By Ayesha K. Mustafaa
The Southern Rural Black Women’s Initiative (SRBWI) released a report Nov. 10, showing that “a lack of educational and economic infrastructure reinforces the barriers to job opportunities for black women in rural Mississippi, particularly in the Delta area.”
Released in a press conference held in Mississippi’s Capitol building, the report’s findings span across the south to include rural areas in Alabama and Georgia. It showed that the “economic insecurities” are staggering, reflecting a day-to-day struggle to simply survive.
The numbers show that black women in the rural south earn nearly one-third less than white women; unemployment rate for black women is 23.6 percent while the rate for white women is at 5.9 percent – compared to the national unemployment rates.
The poorest county in the nation is Wilcox County, Alabama, where black women’s unemployment rate is as high as 36.1 percent to white women at 2.1 percent.
The report shows that opportunities to climb out of poverty are hindered in today’s job climate where access to the Internet is an important link in searching for job availability.
However, Mississippi has the lowest Internet accessibility (59 percent) for black women than in any other part of the country.
Philanthropic investments in the South to support programs aimed at women and girls also lag behind, according to the report. Less than 1 percent goes to black women across the rural south, compared to nationwide assistance to women and girls at 5.4 percent of philanthropic support.
According to SRBWI regional administrator Oleta Garrett Fitzgerald, who is also executive director of the Children’s Defense Fund Southern Regional Office, “Women in this region are increasingly becoming single heads of household and rank low or last on nearly every social indicator – from income and earnings to obesity and food security.”
When they reach out for help, Fitzgerald said, “these women are made to feel like they are beggars asking for something they do not deserve.”
Fitzgerald said, “It also shows in the number of children showing up in extreme poverty conditions. When we talk about living in poverty, that is a family of four making $23,000 a year. Extreme poverty is a family living on half of that – $11,000 to $12,000 a year for a family of four.”
The author of the report is C. Nicole Mason, PhD, executive director of the Center for Research and Policy in the Public Interest. She said, “This report documents the barriers faced by these women; 200 women were interviewed across three states and nine counties.”
Mason said, “This report should be a call to philanthropists, foundations and our state government to infuse critical resources into communities to build the long-term economic security and well-being of low-income black women, children and families in the rural south.”
SRBWI works in 77 rural counties in the “black belt of Alabama, Georgia and in the Delta of Mississippi, working with the most neglected regions in the nation. Its goal, according to Fitzgerald, is “to bring resources to the rural communities and harness the leadership of these thousands of women and girls to advance legislation and policies at the local, state and federal levels to improve the long-term economic outcomes for them.”
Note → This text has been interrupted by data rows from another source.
//! Canonical message model.
//!
//! Every message event is turned into one [`Message`] by [`classify`]
//! before any handler sees it.

mod classify;

use std::fmt;
use std::sync::Arc;

use chrono::{DateTime, Utc};

use crate::protocol::{Jid, RawMessage};

pub use classify::classify;

/// What kind of payload a message carries.
#[derive(Debug, Clone, Copy, PartialEq, Eq, Hash)]
pub enum MessageKind {
    Text,
    Image,
    Video,
    Audio,
    Document,
    Sticker,
    Unsupported,
}

impl MessageKind {
    pub fn as_str(self) -> &'static str {
        match self {
            Self::Text => "TEXT",
            Self::Image => "IMAGE",
            Self::Video => "VIDEO",
            Self::Audio => "AUDIO",
            Self::Document => "DOCUMENT",
            Self::Sticker => "STICKER",
            Self::Unsupported => "UNSUPPORTED",
        }
    }
}

impl fmt::Display for MessageKind {
    fn fmt(&self, f: &mut fmt::Formatter<'_>) -> fmt::Result {
        f.write_str(self.as_str())
    }
}

/// Whether we received the message or one of our devices sent it.
#[derive(Debug, Clone, Copy, PartialEq, Eq, Hash)]
pub enum Direction {
    Incoming,
    Outgoing,
}

impl Direction {
    pub fn as_str(self) -> &'static str {
        match self {
            Self::Incoming => "INCOMING",
            Self::Outgoing => "OUTGOING",
        }
    }
}

impl fmt::Display for Direction {
    fn fmt(&self, f: &mut fmt::Formatter<'_>) -> fmt::Result {
        f.write_str(self.as_str())
    }
}

/// A classified message. Built once per event and never mutated.
///
/// `sender_key` and `recipient_key` are the non-device forms of the
/// identities, computed at construction. Comparisons and storage keys always
/// go through them.
#[derive(Debug, Clone)]
pub struct Message {
    pub id: String,
    pub kind: MessageKind,
    pub direction: Direction,
    pub sender: Jid,
    pub sender_key: Jid,
    pub recipient: Jid,
    pub recipient_key: Jid,
    pub is_group: bool,
    pub is_newsletter_origin: bool,
    pub content: String,
    /// Remote send time, not local receipt time.
    pub timestamp: DateTime<Utc>,
    /// Original event, for operations that need protocol detail (edit).
    pub raw: Arc<RawMessage>,
}

impl Message {
    pub fn is_incoming(&self) -> bool {
        self.direction == Direction::Incoming
    }

    pub fn is_outgoing(&self) -> bool {
        self.direction == Direction::Outgoing
    }
}
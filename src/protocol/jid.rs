//! Chat identities.
//!
//! A JID has the shape `user[:device]@server`. The device part identifies
//! one linked device of an account; dropping it gives the stable
//! "non-device" form used as the key for everything we persist.

use std::fmt;
use std::str::FromStr;

use serde::{Deserialize, Serialize};
use thiserror::Error;

/// Server for group chats.
pub const GROUP_SERVER: &str = "g.us";
/// Server for newsletter (channel) broadcasts.
pub const NEWSLETTER_SERVER: &str = "newsletter";

/// Errors produced while parsing a JID string.
#[derive(Debug, Error, PartialEq, Eq)]
pub enum JidParseError {
    #[error("empty JID")]
    Empty,

    #[error("invalid device suffix in JID '{0}'")]
    InvalidDevice(String),
}

/// A protocol-level chat identity.
#[derive(Debug, Clone, PartialEq, Eq, Hash, Serialize, Deserialize)]
#[serde(try_from = "String", into = "String")]
pub struct Jid {
    user: String,
    device: Option<u16>,
    server: String,
}

impl Jid {
    pub fn user(&self) -> &str {
        &self.user
    }

    pub fn device(&self) -> Option<u16> {
        self.device
    }

    pub fn server(&self) -> &str {
        &self.server
    }

    /// The account-level form of this identity, with the device dropped.
    #[must_use]
    pub fn to_non_device(&self) -> Jid {
        Self {
            user: self.user.clone(),
            device: None,
            server: self.server.clone(),
        }
    }

    pub fn is_group(&self) -> bool {
        self.server == GROUP_SERVER
    }

    pub fn is_newsletter(&self) -> bool {
        self.server == NEWSLETTER_SERVER
    }
}

impl fmt::Display for Jid {
    fn fmt(&self, f: &mut fmt::Formatter<'_>) -> fmt::Result {
        match (self.device, self.server.is_empty()) {
            (Some(device), false) => write!(f, "{}:{}@{}", self.user, device, self.server),
            (Some(device), true) => write!(f, "{}:{}", self.user, device),
            (None, false) if self.user.is_empty() => write!(f, "{}", self.server),
            (None, false) => write!(f, "{}@{}", self.user, self.server),
            (None, true) => write!(f, "{}", self.user),
        }
    }
}

impl FromStr for Jid {
    type Err = JidParseError;

    fn from_str(s: &str) -> Result<Self, Self::Err> {
        let s = s.trim();
        if s.is_empty() {
            return Err(JidParseError::Empty);
        }

        let (user_part, server) = match s.rsplit_once('@') {
            Some((user, server)) => (user, server),
            // A bare server such as "g.us" or "broadcast"
            None if !s.contains(':') && s.contains('.') => ("", s),
            None => (s, ""),
        };

        let (user, device) = match user_part.split_once(':') {
            Some((user, device)) => {
                let device = device
                    .parse::<u16>()
                    .map_err(|_| JidParseError::InvalidDevice(s.to_string()))?;
                (user, Some(device))
            }
            None => (user_part, None),
        };

        Ok(Self {
            user: user.to_string(),
            device,
            server: server.to_string(),
        })
    }
}

impl TryFrom<String> for Jid {
    type Error = JidParseError;

    fn try_from(value: String) -> Result<Self, Self::Error> {
        value.parse()
    }
}

impl From<Jid> for String {
    fn from(jid: Jid) -> Self {
        jid.to_string()
    }
}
Many of these women are taken off welfare, after which they have to rely on food stamps, family members and odd jobs to feed their families, said Mason. “It is not that they are off welfare and doing well or doing poor; they are not showing up anywhere,” she said.
“It is as if these women have disappeared in the labor market, and they have been pushed to the margins.”
Another factor in the report pointed to the high mortality rate of childbearing women, who have no health insurance – not even Obama Care. “Some fall in the gap – they don’t make enough money to pay for Obamacare subsidies and neither do they have access to Medicaid,” said Fitzgerald.
She added that they would benefit from Medicaid expansion which Mississippi government officials have blocked. Some families go to the emergency room as a form of health care, where they get diagnosed but do not get medications.
Sarah Bobrow-Williams, asset and finance development director for SRBWI, said most jobs available to these women are low wage and dead end, which calls for alternative economies to be developed to give opportunities for training and earned incomes.
She said this is needed to build community wealth and add value to the already owned land and access to agriculture. These landowners are faced with property taxes which they find difficult to pay.
So businesses in rural transportation and agriculture cooperatives are set up; some receive USDA value grants, where they produce and sell local products to local schools. The women are developing commercial kitchens.
Bobrow-Williams said the coops are agriculture businesses where the women in the Delta grow chemically free fresh produce to bring to market.
Gloria Sturdevant lives in the Mississippi Delta. She said the women and others in the Delta keep up their morale because of their great sense of community.
“The people in the Delta have a lot of hope and think things can change. They have the coops and try to provide seasonal income for their families,” she said. “They have family and church to sustain them.”
Natalie A. Collier is director of the Youth Initiative of the Southern Regional Office of the Children’s Defense Fund. Also impacting the children, she related that schools in the area have no running water, mold in corners of classrooms and computers so outdated they would “explode” if connected to the Internet.
SRBWI attempts to bring attention to these women to break this cycle of poverty.